The Dambusters Raid of 1943 is one of the most famous moments of World War 2, and the origins of the operation go all the way back to a remote Welsh location in the Elan Valley. 

This is the story of the Dambuster.

It all starts with a small masonry dam which was built across the Nant-y-Gro stream in the early stages of the construction of the dams and reservoirs in the Elan Valley. 

This dam created a million gallon reservoir on the rocky slopes above Caban Coch which was used to provide a water supply fed by a pipeline to the navvies village below.

The supply also filled water storage tanks used by the locomotives, steam cranes, stone cutting machines and other steam driven plant in the two valleys.

After the completion of the waterworks scheme the Nant-y-Gro dam was no longer needed, because the permanent stone-built Elan Village which replaced the temporary navvies village obtained a water supply under the new scheme.

The Nant-y-Gro dam, however, was still intact at the time of the war, when the government requested the use of the 35 feet high dam for secret experiments.

These were linked to the wartime military objective of breaching a series of large dams in the Ruhr Valley in Germany in order to disrupt armaments production in the industrial heartlands of the Ruhr below the dams.

A great deal of highly secret experimental work was being carried under the direction of Barnes Wallis, an aeronautical engineer, and the Nant-y-Gro dam, though much smaller, provided a valuable testbed for devising a practical means of breaching the huge Mohne, Eder and other masonry dams.

A further advantage of the use of the Elan Valley site was its remoteness, ideal for top secret trials without fear of being observed.

The Nant-y-Gro experiments were preceded by trials on scale models at government research stations near London, involving the detonation of scaled amounts of explosives at varying distances from the walls of the model dams.

In May 1942 the first live explosive tests on the dam itself were carried out in the Elan Valley, watched by Barnes Wallis. These first attempts were spectacular, but they did not seriously damage the Nant-y-Gro dam.
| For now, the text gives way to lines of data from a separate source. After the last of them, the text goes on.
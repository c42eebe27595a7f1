//! Tool controllers and the per-run interning table.
//!
//! A [`ToolController`] pairs a bit with spindle and feed settings. During a
//! production run every operation resolves its controller through one
//! [`ToolControllerTable`], which hands out stable indices in first-seen
//! order so downstream consumers can refer to controllers by number.

use std::collections::HashMap;

use fabcam_math::{ContentHash, ContentHasher};
use serde::{Deserialize, Serialize};

use crate::bit::Bit;

/// Coolant mode.
#[derive(Debug, Clone, Copy, PartialEq, Eq, Hash, Default, Serialize, Deserialize)]
pub enum Cooling {
    /// No coolant.
    #[default]
    None,
    /// Flood coolant.
    Flood,
    /// Mist coolant.
    Mist,
}

impl Cooling {
    fn as_str(self) -> &'static str {
        match self {
            Cooling::None => "None",
            Cooling::Flood => "Flood",
            Cooling::Mist => "Mist",
        }
    }
}

/// Spindle rotation direction.
#[derive(Debug, Clone, Copy, PartialEq, Eq, Hash, Default, Serialize, Deserialize)]
pub enum SpindleDirection {
    /// Clockwise (M3).
    #[default]
    Clockwise,
    /// Counter-clockwise (M4).
    CounterClockwise,
}

/// A bit with its speeds and feeds.
#[derive(Debug, Clone, PartialEq)]
pub struct ToolController {
    /// The cutting bit.
    pub bit: Bit,
    /// Tool number in the machine's tool table.
    pub tool_number: u32,
    /// Coolant mode.
    pub cooling: Cooling,
    /// Spindle direction.
    pub spindle_direction: SpindleDirection,
    /// Spindle speed (RPM).
    pub spindle_speed: f64,
    /// Horizontal cutting feed (mm/min).
    pub horizontal_feed: f64,
    /// Horizontal rapid rate (mm/min).
    pub horizontal_rapid: f64,
    /// Vertical cutting feed (mm/min).
    pub vertical_feed: f64,
    /// Vertical rapid rate (mm/min).
    pub vertical_rapid: f64,
}

impl ToolController {
    /// Create a controller with default speeds and feeds.
    pub fn new(bit: Bit, tool_number: u32) -> Self {
        Self {
            bit,
            tool_number,
            cooling: Cooling::None,
            spindle_direction: SpindleDirection::Clockwise,
            spindle_speed: 12000.0,
            horizontal_feed: 1000.0,
            horizontal_rapid: 3000.0,
            vertical_feed: 300.0,
            vertical_rapid: 1000.0,
        }
    }

    /// Structural hash over the bit and every speed and feed.
    pub fn content_hash(&self) -> ContentHash {
        let mut hasher = ContentHasher::new("tool_controller");
        hasher
            .child(&self.bit.content_hash())
            .integer(i64::from(self.tool_number))
            .text(self.cooling.as_str())
            .flag(self.spindle_direction == SpindleDirection::Clockwise)
            .real(self.spindle_speed)
            .real(self.horizontal_feed)
            .real(self.horizontal_rapid)
            .real(self.vertical_feed)
            .real(self.vertical_rapid);
        hasher.finish()
    }

    /// The serialized record of this controller at `index`.
    pub fn record(&self, index: usize) -> ToolControllerRecord {
        ToolControllerRecord {
            index,
            bit: self.bit.name.clone(),
            tool_number: self.tool_number,
            cooling: self.cooling,
            spindle_direction: self.spindle_direction,
            spindle_speed: self.spindle_speed,
            horizontal_feed: self.horizontal_feed,
            horizontal_rapid: self.horizontal_rapid,
            vertical_feed: self.vertical_feed,
            vertical_rapid: self.vertical_rapid,
        }
    }
}

/// JSON record of an interned controller.
#[derive(Debug, Clone, PartialEq, Serialize, Deserialize)]
#[serde(deny_unknown_fields)]
pub struct ToolControllerRecord {
    /// Index in the controller table.
    pub index: usize,
    /// Bit name.
    pub bit: String,
    /// Tool number.
    pub tool_number: u32,
    /// Coolant mode.
    pub cooling: Cooling,
    /// Spindle direction.
    pub spindle_direction: SpindleDirection,
    /// Spindle speed (RPM).
    pub spindle_speed: f64,
    /// Horizontal cutting feed (mm/min).
    pub horizontal_feed: f64,
    /// Horizontal rapid rate (mm/min).
    pub horizontal_rapid: f64,
    /// Vertical cutting feed (mm/min).
    pub vertical_feed: f64,
    /// Vertical rapid rate (mm/min).
    pub vertical_rapid: f64,
}

/// Append-only table of distinct tool controllers for one production run.
#[derive(Debug, Clone, Default)]
pub struct ToolControllerTable {
    controllers: Vec<ToolController>,
    index: HashMap<ContentHash, usize>,
}

impl ToolControllerTable {
    /// An empty table.
    pub fn new() -> Self {
        Self::default()
    }

    /// Index of a structurally equal controller, appending `candidate` if
    /// none exists yet.
    pub fn intern(&mut self, candidate: &ToolController) -> usize {
        let key = candidate.content_hash();
        if let Some(&existing) = self.index.get(&key) {
            return existing;
        }
        let position = self.controllers.len();
        self.controllers.push(candidate.clone());
        self.index.insert(key, position);
        position
    }

    /// Index of `candidate` without interning it.
    pub fn position(&self, candidate: &ToolController) -> Option<usize> {
        self.index.get(&candidate.content_hash()).copied()
    }

    /// Controller at `index`.
    pub fn get(&self, index: usize) -> Option<&ToolController> {
        self.controllers.get(index)
    }

    /// Number of distinct controllers.
    pub fn len(&self) -> usize {
        self.controllers.len()
    }

    /// True when nothing has been interned.
    pub fn is_empty(&self) -> bool {
        self.controllers.is_empty()
    }

    /// Controllers in index order.
    pub fn iter(&self) -> impl Iterator<Item = &ToolController> {
        self.controllers.iter()
    }

    /// Records in index order.
    pub fn records(&self) -> Vec<ToolControllerRecord> {
        self.controllers
            .iter()
            .enumerate()
            .map(|(index, controller)| controller.record(index))
            .collect()
    }

    /// JSON array of records in index order.
    pub fn to_json(&self) -> serde_json::Value {
        serde_json::json!(self.records())
    }
}

#[cfg(test)]
mod tests {
    use super::*;
    use crate::shape::Shapes;
    use crate::template::BitTemplates;
    use crate::BitType;

    fn controller(bit_type: BitType, tool_number: u32) -> ToolController {
        let bit = BitTemplates::standard()
            .get(bit_type)
            .unwrap()
            .example(&Shapes::standard("Shape"))
            .unwrap();
        ToolController::new(bit, tool_number)
    }

    #[test]
    fn test_intern_same_value_twice() {
        let mut table = ToolControllerTable::new();
        let a = controller(BitType::EndMill, 1);
        assert_eq!(table.intern(&a), 0);
        assert_eq!(table.intern(&a.clone()), 0);
        assert_eq!(table.len(), 1);
    }

    #[test]
    fn test_intern_first_seen_order() {
        let mut table = ToolControllerTable::new();
        let drill = controller(BitType::Drill, 2);
        let endmill = controller(BitType::EndMill, 1);
        let mut fast = endmill.clone();
        fast.spindle_speed = 18000.0;

        assert_eq!(table.intern(&drill), 0);
        assert_eq!(table.intern(&endmill), 1);
        assert_eq!(table.intern(&fast), 2);
        assert_eq!(table.intern(&drill), 0);
        assert_eq!(table.get(1), Some(&endmill));
        assert_eq!(table.position(&fast), Some(2));
    }

    #[test]
    fn test_replay_is_deterministic() {
        let sequence = [
            controller(BitType::V, 3),
            controller(BitType::EndMill, 1),
            controller(BitType::V, 3),
            controller(BitType::Drill, 2),
        ];
        let replay = || {
            let mut table = ToolControllerTable::new();
            sequence.iter().map(|c| table.intern(c)).collect::<Vec<_>>()
        };
        assert_eq!(replay(), [0, 1, 0, 2]);
        assert_eq!(replay(), replay());
    }

    #[test]
    fn test_records() {
        let mut table = ToolControllerTable::new();
        let mut mist = controller(BitType::EndMill, 1);
        mist.cooling = Cooling::Mist;
        table.intern(&mist);
        let json = table.to_json();
        assert_eq!(json[0]["index"], 0);
        assert_eq!(json[0]["bit"], "5mm_Endmill");
        assert_eq!(json[0]["cooling"], "Mist");
        assert_eq!(json[0]["spindle_direction"], "Clockwise");
        let records: Vec<ToolControllerRecord> = serde_json::from_value(json).unwrap();
        assert_eq!(records, table.records());
    }
}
After further development work, another attempt was made in July 1942. A mine was suspended at the optimum depth by scaffolding from the mid point of the 180 feet long dam, and detonated remotely. 

A huge central section of the dam wall was successfully blasted away in a massive explosion.

Nant-Y-Gro dam during the tests

This successful trial confirmed that it would be necessary to deliver an explosive device under water and in direct contact with a dam wall in order to do the job.

It was known that all major dams would be safeguarded by protective netting positioned to prevent mines or torpedoes from reaching them, so the Elan Valley tests were followed by an extensive programme of highly secret trials at other locations in Britain which were to result in the famous ‘bouncing bomb’ devised by Barnes Wallis.

The so-called ‘bouncing bomb’ was actually a revolving depth charge, to be suspended in a belt-driven cradle beneath a Lancaster bomber. Resembling a large oil-drum, the bomb was to be set spinning in reverse before being dropped at a height of just 60 feet and at a very precise speed and position in front of the target dam.

The action of the device was to skip across the surface above the defensive netting until making contact with the face of the dam, and then roll down under the surface due to the spinning action of the mine.

The depth charge was then intended to detonate underwater right beside the vertical dam wall.

19 specially equipped Lancaster bombers of 617 Squadron, RAF led by Wing Commander Guy Gibson took off from Scampton in Lincolnshire on the night of May 16th/17th, 1943 headed for the Ruhr Valley.

The mission was an exceptionally risky one because of the heavy underslung payload beneath the bombers and the need to approach the targets at a very low altitude exposed to heavy defensive ground fire.

The Mohne and Eder dams were breached in the attacks, and the Sorpe dam was damaged.
Eight of the 19 aircraft failed to return, and 53 of 133 aircrew were killed in the operation. The outstanding bravery of those involved was recognised by the number of medals awarded, including the Victoria Cross presented to Guy Gibson.

The remains of the Nant-y-Gro dam can still be seen today in much the same condition as it was left after the secret wartime experiments of 1942. A walk which passes the site is signposted from the Elan Valley Visitor Centre, which is just below the Caban Coch dam.

The breaching of the German dams in 1943 by the RAF led to the rapid introduction of improved defensive measures to protect the Elan Valley dams and other large dams elsewhere in Britain.